C'est 1977 que fut prépublié
Griffu qui parut dans le journal BD, l'hebdo de la BD à une époque où les revues concernant le 9ème art fleurissaient dans un monde de la presse qui comptait des titres prestigieux comme A Suivre, Pilote,
Métal Hurlant,
Charlie Mensuel et
Fluide Glacial pour ne citer que quelques un d'entre eux.
Griffu restera la seule collaboration que l'écrivain effectua de son vivant avec
Jacques Tardi et c'est vraiment dommage tant l'univers des deux artistes est complémentaire. Avec ses dessins,
Tardi décuplent les références qu'évoque Manchette dans ses récits.

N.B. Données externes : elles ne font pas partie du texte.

/// SSH_MSG_REQUEST_FAILURE.
pub fn request_failure() -> Vec<u8> {
    vec![MessageType::RequestFailure as u8]
}

#[cfg(test)]
mod tests {
    use super::*;

    #[test]
    fn test_message_type_conversion() {
        assert_eq!(MessageType::from_u8(20), Some(MessageType::KexInit));
        assert_eq!(MessageType::from_u8(60), Some(MessageType::UserauthPkOk));
        assert_eq!(MessageType::from_u8(255), None);
    }

    #[test]
    fn test_message_type_display() {
        assert_eq!(format!("{}", MessageType::KexInit), "SSH_MSG_KEXINIT(20)");
    }

    #[test]
    fn test_transport_range() {
        assert!(MessageType::is_transport(MessageType::KexdhReply as u8));
        assert!(MessageType::is_transport(MessageType::Ignore as u8));
        assert!(!MessageType::is_transport(MessageType::UserauthRequest as u8));
        assert!(!MessageType::is_transport(MessageType::ChannelData as u8));
    }

    #[test]
    fn test_disconnect_reason_wire_values() {
        assert_eq!(DisconnectReason::HostNotAllowedToConnect as u32, 1);
        assert_eq!(DisconnectReason::Reserved as u32, 4);
        assert_eq!(DisconnectReason::ByApplication as u32, 11);
        assert_eq!(DisconnectReason::IllegalUserName as u32, 15);
        for code in 1..=15 {
            assert_eq!(DisconnectReason::from_u32(code).unwrap() as u32, code);
        }
        assert_eq!(DisconnectReason::from_u32(0), None);
        assert_eq!(DisconnectReason::from_u32(16), None);
    }

    #[test]
    fn test_disconnect_message() {
        let msg = Disconnect::new(DisconnectReason::ByApplication, "bye", "en");
        let bytes = msg.to_bytes();
        assert_eq!(bytes[0], 1);
        assert_eq!(&bytes[1..5], &11u32.to_be_bytes());

        let parsed = Disconnect::from_bytes(&bytes).unwrap();
        assert_eq!(parsed.reason(), Some(DisconnectReason::ByApplication));
        assert_eq!(parsed.description(), "bye");
        assert_eq!(parsed.language_tag(), "en");

        match parsed.into_error() {
            KeelError::Disconnected {
                reason,
                description,
            } => {
                assert_eq!(reason, 11);
                assert_eq!(description, "bye");
            }
            other => panic!("unexpected error {other:?}"),
        }
    }

    #[test]
    fn test_disconnect_without_language_tag() {
        let mut buf = BytesMut::new();
        buf.put_u8(1);
        buf.put_u32(2);
        write_string(&mut buf, "bad packet");
        let parsed = Disconnect::from_bytes(&buf).unwrap();
        assert_eq!(parsed.reason(), Some(DisconnectReason::ProtocolError));
        assert_eq!(parsed.language_tag(), "");
    }

    #[test]
    fn test_service_messages() {
        let req = service_request("ssh-userauth");
        assert_eq!(req[0], MessageType::ServiceRequest as u8);

        let mut accept = req.clone();
        accept[0] = MessageType::ServiceAccept as u8;
        assert_eq!(parse_service_accept(&accept).unwrap(), "ssh-userauth");
        assert!(parse_service_accept(&req).is_err());
    }

    #[test]
    fn test_global_request_parse() {
        let mut buf = BytesMut::new();
        buf.put_u8(80);
        write_string(&mut buf, "hostkeys-00@openssh.com");
        buf.put_u8(0);
        let (name, want_reply) = parse_global_request(&buf).unwrap();
        assert_eq!(name, "hostkeys-00@openssh.com");
        assert!(!want_reply);
    }
}
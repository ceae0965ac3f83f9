//! OpenSSH known_hosts trust store.
//!
//! # Format
//!
//! Each line in a known_hosts file has the format:
//! ```text
//! [hostnames] keytype base64-key [comment]
//! ```
//!
//! Hostnames can be:
//! - Standard: `example.com` or `[example.com]:2222`
//! - Hashed: `|1|salt|hash` (HMAC-SHA1 hashed hostname)
//! - Wildcard: `*.example.com`
//! - Multiple: `host1,host2,host3`
//! - Negated: `*.example.com,!bad.example.com`
//!
//! Lookups and appends share one normalization: port 22 is written as the bare
//! host, any other port as `[host]:port`.
//!
//! # Example
//!
//! ```rust,no_run
//! use keel_proto::ssh::known_hosts::{check_known_hosts, learn_known_hosts};
//! use keel_proto::ssh::KeyPair;
//!
//! # fn main() -> keel_platform::KeelResult<()> {
//! let key = KeyPair::generate_ed25519().clone_public_key();
//! if !check_known_hosts("example.com", 22, &key, None)? {
//!     learn_known_hosts("example.com", 22, &key, None)?;
//! }
//! # Ok(())
//! # }
//! ```

use super::config::ServerKeyVerifier;
use super::hostkey::PublicKey;
use super::privatekey::user_ssh_dir;
use async_trait::async_trait;
use base64::engine::general_purpose::STANDARD;
use base64::Engine;
use hmac::{Hmac, Mac};
use keel_platform::{KeelError, KeelResult};
use sha1::Sha1;
use std::io::Write;
use std::path::{Path, PathBuf};
use subtle::ConstantTimeEq;
use tracing::{debug, info, warn};

/// A single known_hosts entry.
#[derive(Debug, Clone, PartialEq, Eq)]
pub struct KnownHost {
    hostname_pattern: String,
    key_type: String,
    key_data: Vec<u8>,
    comment: String,
    /// 1-based line number in the source file, 0 when not read from a file
    line: usize,
}
impl<S> SessionTask<S>
where
    S: AsyncRead + AsyncWrite + Unpin + Send,
{
    async fn run(mut self) {
        let result = self.serve().await;

        if let Err(err) = result {
            warn!(error = %err, "SSH session ended");
            // The pending call gets the real cause; at most one can be
            // outstanding since exec requires a finished authentication.
            if let Some(pending) = self.pending_exec.take() {
                let _ = pending.reply.send(Err(err));
            } else if let Some(reply) = self.pending_auth.take() {
                let _ = reply.send(Err(err));
            }
        }
        self.fail_pending();
        self.info.send_modify(|info| info.closed = true);
    }

    fn fail_pending(&mut self) {
        if let Some(pending) = self.pending_exec.take() {
            let _ = pending.reply.send(Err(KeelError::ConnectionClosed));
        }
        if let Some(reply) = self.pending_auth.take() {
            let _ = reply.send(Err(KeelError::ConnectionClosed));
        }
    }

    async fn serve(&mut self) -> KeelResult<()> {
        loop {
            let idle_deadline = self
                .inactivity_timeout
                .map(|timeout| self.transport.last_activity() + timeout);
            // Off while an exchange runs; its KEXINIT is already out.
            let rekey_deadline = (!self.transport.kex_in_progress())
                .then(|| self.transport.tracker().deadline());

            tokio::select! {
                payload = self.transport.next_payload() => {
                    if let Some(payload) = self.transport.handle(payload?).await? {
                        self.dispatch(payload).await?;
                    }
                    self.publish();
                }
                command = self.commands.recv() => match command {
                    Some(command) => {
                        if self.command(command).await? == Flow::Stop {
                            return Ok(());
                        }
                    }
                    None => {
                        debug!("Client handle dropped, ending session");
                        let _ = self
                            .transport
                            .disconnect(DisconnectReason::ByApplication, "", "")
                            .await;
                        return Ok(());
                    }
                },
                _ = sleep_until(idle_deadline) => {
                    info!("No traffic within the inactivity timeout");
                    let _ = self
                        .transport
                        .disconnect(DisconnectReason::ByApplication, "Inactivity timeout", "")
                        .await;
                    return Err(KeelError::InactivityTimeout);
                }
                _ = sleep_until(rekey_deadline) => {
                    debug!("Rekey time limit reached");
                    self.transport.rekey().await?;
                    self.publish();
                }
            }
        }
    }

    fn publish(&self) {
        let host_key = self.transport.server_host_key();
        let negotiated = self.transport.negotiated().copied();
        let authenticated = self.auth.is_authenticated();

        self.info.send_if_modified(|info| {
            let changed = info.server_host_key.as_ref() != host_key
                || info.negotiated != negotiated
                || info.authenticated != authenticated;
            if changed {
                info.server_host_key = host_key.cloned();
                info.negotiated = negotiated;
                info.authenticated = authenticated;
            }
            changed
        });
    }

    async fn send_all(&mut self, payloads: Vec<Vec<u8>>) -> KeelResult<()> {
        for payload in &payloads {
            self.transport.send(payload).await?;
        }
        Ok(())
    }

    async fn send_secret(&mut self, payloads: Vec<Zeroizing<Vec<u8>>>) -> KeelResult<()> {
        for payload in &payloads {
            self.transport.send(payload).await?;
        }
        Ok(())
    }

    async fn command(&mut self, command: Command) -> KeelResult<Flow> {
        let result = match command {
            Command::AuthPassword {
                user,
                password,
                reply,
            } => {
                let request = auth::password_request(&user, &password);
                self.begin_auth(request, reply).await
            }
            Command::AuthKey { user, key, reply } => {
                let session_id = self.transport.session_id().unwrap_or_default();
                let request = self
                    .auth
                    .ensure_ready()
                    .and_then(|()| auth::public_key_request(&user, &key, session_id));
                match request {
                    Ok(request) => self.begin_auth(request, reply).await,
                    Err(err) => {
                        let _ = reply.send(Err(err));
                        Ok(())
                    }
                }
            }
            Command::Exec {
                command,
                input,
                reply,
            } => {
                if !self.auth.is_authenticated() {
                    let _ = reply.send(Err(KeelError::InvalidState(
                        "Not authenticated".to_string(),
                    )));
                    Ok(())
                } else if self.pending_exec.is_some() {
                    let _ = reply.send(Err(KeelError::InvalidState(
                        "Another exec is in flight".to_string(),
                    )));
                    Ok(())
                } else {
                    let (id, open) = self.channels.open_session();
                    self.pending_exec = Some(PendingExec {
                        id,
                        command,
                        input,
                        reply,
                    });
                    self.transport.send(&open).await
                }
            }
            Command::Disconnect {
                reason,
                description,
                language_tag,
                reply,
            } => {
                self.fail_pending();
                let result = self
                    .transport
                    .disconnect(reason, &description, &language_tag)
                    .await;
                let _ = reply.send(result);
                return Ok(Flow::Stop);
            }
        };
        result.map(|()| Flow::Continue)
    }

    async fn begin_auth(
        &mut self,
        request: Zeroizing<Vec<u8>>,
        reply: Reply<bool>,
    ) -> KeelResult<()> {
        match self.auth.begin(request) {
            Ok(out) => {
                self.pending_auth = Some(reply);
                self.send_secret(out).await
            }
            Err(err) => {
                let _ = reply.send(Err(err));
                Ok(())
            }
        }
    }

    async fn dispatch(&mut self, payload: Vec<u8>) -> KeelResult<()> {
        let Some(&msg_type) = payload.first() else {
            return Err(KeelError::Protocol("Empty payload".to_string()));
        };

        match msg_type {
            6 | 50..=79 => self.dispatch_auth(&payload).await,
            90..=100 => {
                let handled = self.channels.handle(&payload)?;
                self.send_all(handled.outbound).await?;
                match handled.event {
                    Some(event) => self.channel_event(event).await,
                    None => Ok(()),
                }
            }
            80 => {
                let (name, want_reply) = message::parse_global_request(&payload)?;
                debug!(request = %name, want_reply, "Global request");
                if want_reply {
                    self.transport.send(&message::request_failure()).await?;
                }
                Ok(())
            }
            _ => {
                warn!(
                    msg_type,
                    name = MessageType::from_u8(msg_type).map_or("unknown", |t| t.name()),
                    "Ignoring unexpected message"
                );
                Ok(())
            }
        }
    }

    async fn dispatch_auth(&mut self, payload: &[u8]) -> KeelResult<()> {
        match self.auth.handle(payload)? {
            AuthStep::Send(out) => self.send_secret(out).await,
            AuthStep::Banner(text) => {
                match &self.banner {
                    Some(handler) => handler.auth_banner(&text).await,
                    None => debug!(banner = %text, "Authentication banner"),
                }
                Ok(())
            }
            AuthStep::Done(result) => {
                if let Some(reply) = self.pending_auth.take() {
                    let _ = reply.send(result);
                }
                self.publish();
                Ok(())
            }
        }
    }

    async fn channel_event(&mut self, event: ChannelEvent) -> KeelResult<()> {
        let pending_id = self.pending_exec.as_ref().map(|p| p.id);

        match event {
            ChannelEvent::Opened { id } if pending_id == Some(id) => {
                let command = self
                    .pending_exec
                    .as_ref()
                    .map(|p| p.command.clone())
                    .unwrap_or_default();
                let request = self.channels.exec(id, &command)?;
                self.transport.send(&request).await
            }
            ChannelEvent::OpenFailed {
                id,
                reason,
                description,
            } if pending_id == Some(id) => {
                if let Some(pending) = self.pending_exec.take() {
                    let _ = pending
                        .reply
                        .send(Err(KeelError::ChannelOpenFailed { reason, description }));
                }
                Ok(())
            }
            ChannelEvent::RequestSucceeded { id } => {
                let input = match self.pending_exec.as_mut() {
                    Some(pending) if pending.id == id => std::mem::take(&mut pending.input),
                    _ => Vec::new(),
                };
                let mut out = if input.is_empty() {
                    Vec::new()
                } else {
                    self.channels.send_data(id, &input)?
                };
                out.extend(self.channels.send_eof(id)?);
                self.send_all(out).await
            }
            ChannelEvent::RequestFailed { id } => {
                if let Some(pending) = self.pending_exec.take_if_id(id) {
                    let _ = pending.reply.send(Err(KeelError::Channel(format!(
                        "Server refused exec request '{}'",
                        pending.command
                    ))));
                }
                if let Some(close) = self.channels.close(id)? {
                    self.transport.send(&close).await?;
                }
                Ok(())
            }
            ChannelEvent::Closed { id, output } => {
                if let Some(pending) = self.pending_exec.take_if_id(id) {
                    debug!(channel = id, status = output.status, "Exec finished");
                    let _ = pending.reply.send(Ok(output));
                }
                Ok(())
            }
            other => {
                debug!(event = ?other, "Channel event for an abandoned exec");
                Ok(())
            }
        }
    }
}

En créant le personnage de
Griffu, Manchette a modelé un détective atypique que l'on retrouve dans les standards des romans noirs américains. Mais pour se démarquer de ces modèles comme Marlowe ou Sam Spade, l'auteur a dépouillé son personnage de toute classe et de toute élégance pour ne conserver que le cynisme et la désinvolture d'un détective plutôt maladroit qui évolue dans un monde qu'il ne maîtrise absolument pas. Ce monde en pleine mutation on peut le percevoir, dès la première case avec en arrière plan cet ensemble de grues et de grands buildings qui écrasent un reliquat vétuste d'immeubles et de pavillons de banlieues vacillants.
Avec
Griffu nous pénétrons dans un climat résolument malsain où chaque personnage tente de prendre la main sur les autres protagonistes qui ripostent avec une violence décoiffante et parfois originale à l'instar de ce tueur qui utilise un bulldozer pour éliminer un rival trop gênant ou de ce règlement de compte sanglant dans un cabine téléphonique. Quant à l'épisode final, il se règle dans un déchainement de coup de feu qui ne laisse presque plus de place au dialogue hormis les dernières réflexions d'un héro en bout de course qui nous livre sa dernière pensée cinglante comme une épitaphe tragique.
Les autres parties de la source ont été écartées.